Indeed your password is unbreakable and even unguessable but there is a very good chance that you’ll lay it bare without even knowing it. Surprised right? Want to know how is this possible? Keep reading, I am going to tell you about the possibilities.

These days we spend a considerable amount of time on the Internet looking for useful stuff that we would like to use. Most of these websites require signing up to the service in order to use it, during that process it also asks you to create an “username/password” and also your email id so that they can communicate with you. The problem lies right there in the process when you create an “username” and “password”. If you are a person who mostly uses same password everywhere, then you are at risk without even realizing it.

So what is the risk? The risk is, you don’t know whether the site that you are signing up is actually storing your password in plain text or not. Logically, the website should encrypt your password before storing it in the database, but not all websites do that. There aren’t many ways that you can discover whether they are storing it in plain text or in encrypted form. But, there is a way and that is if you receive a confirmation email from that site where they have mentioned your username and password then it clearly is an indication that they are storing it in plain text – remember one thing a one-way encrypted password cannot be converted back to plain text (theoretically and the cost of decrypting is much higher), so it is technically impossible for that website to send you your password in plain text form. The other option is to try out the “Forget Password” facility and see if they are sending you your old password in plain text to retrieve your account.

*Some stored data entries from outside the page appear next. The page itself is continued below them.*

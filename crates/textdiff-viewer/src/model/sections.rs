//! The set of expanded result sections.

use std::collections::HashSet;

/// Section ids the user has expanded in the current result.
///
/// Everything not in the set is rendered collapsed.
#[derive(Debug, Clone, Default, PartialEq, Eq)]
pub struct ExpandedSections {
    ids: HashSet<String>,
}

impl ExpandedSections {
    pub fn new() -> Self {
        Self::default()
    }

    /// Whether the section is expanded.
    pub fn contains(&self, id: &str) -> bool {
        self.ids.contains(id)
    }

    /// Flip membership of `id`. Returns whether it is expanded afterwards.
    pub fn toggle(&mut self, id: &str) -> bool {
        if self.ids.remove(id) {
            false
        } else {
            self.ids.insert(id.to_string());
            true
        }
    }

    pub fn clear(&mut self) {
        self.ids.clear();
    }

    pub fn len(&self) -> usize {
        self.ids.len()
    }

    pub fn is_empty(&self) -> bool {
        self.ids.is_empty()
    }
}

impl<S: Into<String>> FromIterator<S> for ExpandedSections {
    fn from_iter<I: IntoIterator<Item = S>>(iter: I) -> Self {
        Self {
            ids: iter.into_iter().map(Into::into).collect(),
        }
    }
}

#[cfg(test)]
mod tests {
    use super::*;

    #[test]
    fn test_toggle_flips_membership() {
        let mut sections = ExpandedSections::new();

        assert!(sections.toggle("section-1"));
        assert!(sections.contains("section-1"));

        assert!(!sections.toggle("section-1"));
        assert!(!sections.contains("section-1"));
        assert!(sections.is_empty());
    }

    #[test]
    fn test_toggle_leaves_other_ids_alone() {
        let mut sections: ExpandedSections = ["section-0", "section-4"].into_iter().collect();

        sections.toggle("section-2");
        assert_eq!(sections.len(), 3);

        sections.toggle("section-0");
        assert!(!sections.contains("section-0"));
        assert!(sections.contains("section-4"));
        assert!(sections.contains("section-2"));
    }
}
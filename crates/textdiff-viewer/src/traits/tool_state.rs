//! Trait for the shared store that owns the compared texts.

use crate::model::TextPair;

/// Shared tool-state store holding the two texts.
///
/// The widget never owns the texts; every edit goes through
/// [`set_text_diff`](ToolStateStore::set_text_diff) with both values, so the
/// store stays the single source of truth. Implement this on whatever state
/// container the application keeps alive for its session.
///
/// # Example
///
/// ```ignore
/// #[derive(Default)]
/// struct ToolState {
///     text_diff: TextPair,
/// }
///
/// impl ToolStateStore for ToolState {
///     fn text_diff(&self) -> &TextPair {
///         &self.text_diff
///     }
///
///     fn set_text_diff(&mut self, text1: String, text2: String) {
///         self.text_diff = TextPair { text1, text2 };
///     }
/// }
/// ```
pub trait ToolStateStore {
    /// Current pair of texts.
    fn text_diff(&self) -> &TextPair;

    /// Replace both texts.
    fn set_text_diff(&mut self, text1: String, text2: String);
}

You may ask why storing password in plain text is wrong ? It is wrong because nothing in this world is completely secure. If that site is ever compromised and the attacker gets hold of the database then he will have a list of users with their usernames, emails and passwords ( in plain text ), the damage is not limited to that website only, it is much bigger than you can even think of. Let’s imagine that you are an attacker and you have successfully compromised “example.com” which stores the user detail (password) in plain text, now you have a list of users with their email ids and the passwords that they have used while signing up to “example.com”, now if you try to log in to the users’ email accounts using the password you have on that list for each email ids, you’ll see that at least 20-30% of users or even more have the same password. See the pattern? There is a Domino effect once you lose access to your email account, you’ll lose access to your Facebook, Twitter and probably other services for example Bank accounts.

Here is a list of things that you can follow to minimize the damage as much as possible:

  • Don’t be an idiot, the safety of your valuable data should be extremely important to you. It is not necessary to jump right into the fray the moment you receive an invite email from your friend about a cool new site. If you really want to try out the site then create a fake account first ( you can create fake email ids at Mailinator ).
  • Use separate password for each of your important email/social network accounts. There are some password generators that you can use e.g. 1Password
  • See if that site is offering other ways of authentication without sharing/giving your email id or password, for example OpenID and OAuth. Nowadays Facebook, Twitter, Google and Yahoo all provide OAuth/OpenID authentication service for third-party websites.
  • Search in your inbox to see if you have received any email earlier from a website where they had sent you your username and password in plain text, if you find one then try deleting that account if not possible then see whether the password matches with any of your email ids, if it does then change your password immediately.

I know even all the steps mentioned above are not 100% foolproof, but at least if you are aware of the fact then it will surely help you minimize the risk. This is more like a “Social Engineering” problem, if you can understand this then take necessary steps to prevent it as much as possible.

For websites developers

The safety and security of users’ data is extremely important, it is always a good practice ( rather a must-have practice ) to encrypt sensitive user data. Storing passwords in plain text is utterly irresponsible and disrespectful act to the users. Also make sure that passwords are filtered out from your server’s log files. A little bit common sense can help protect the Internet as well as users.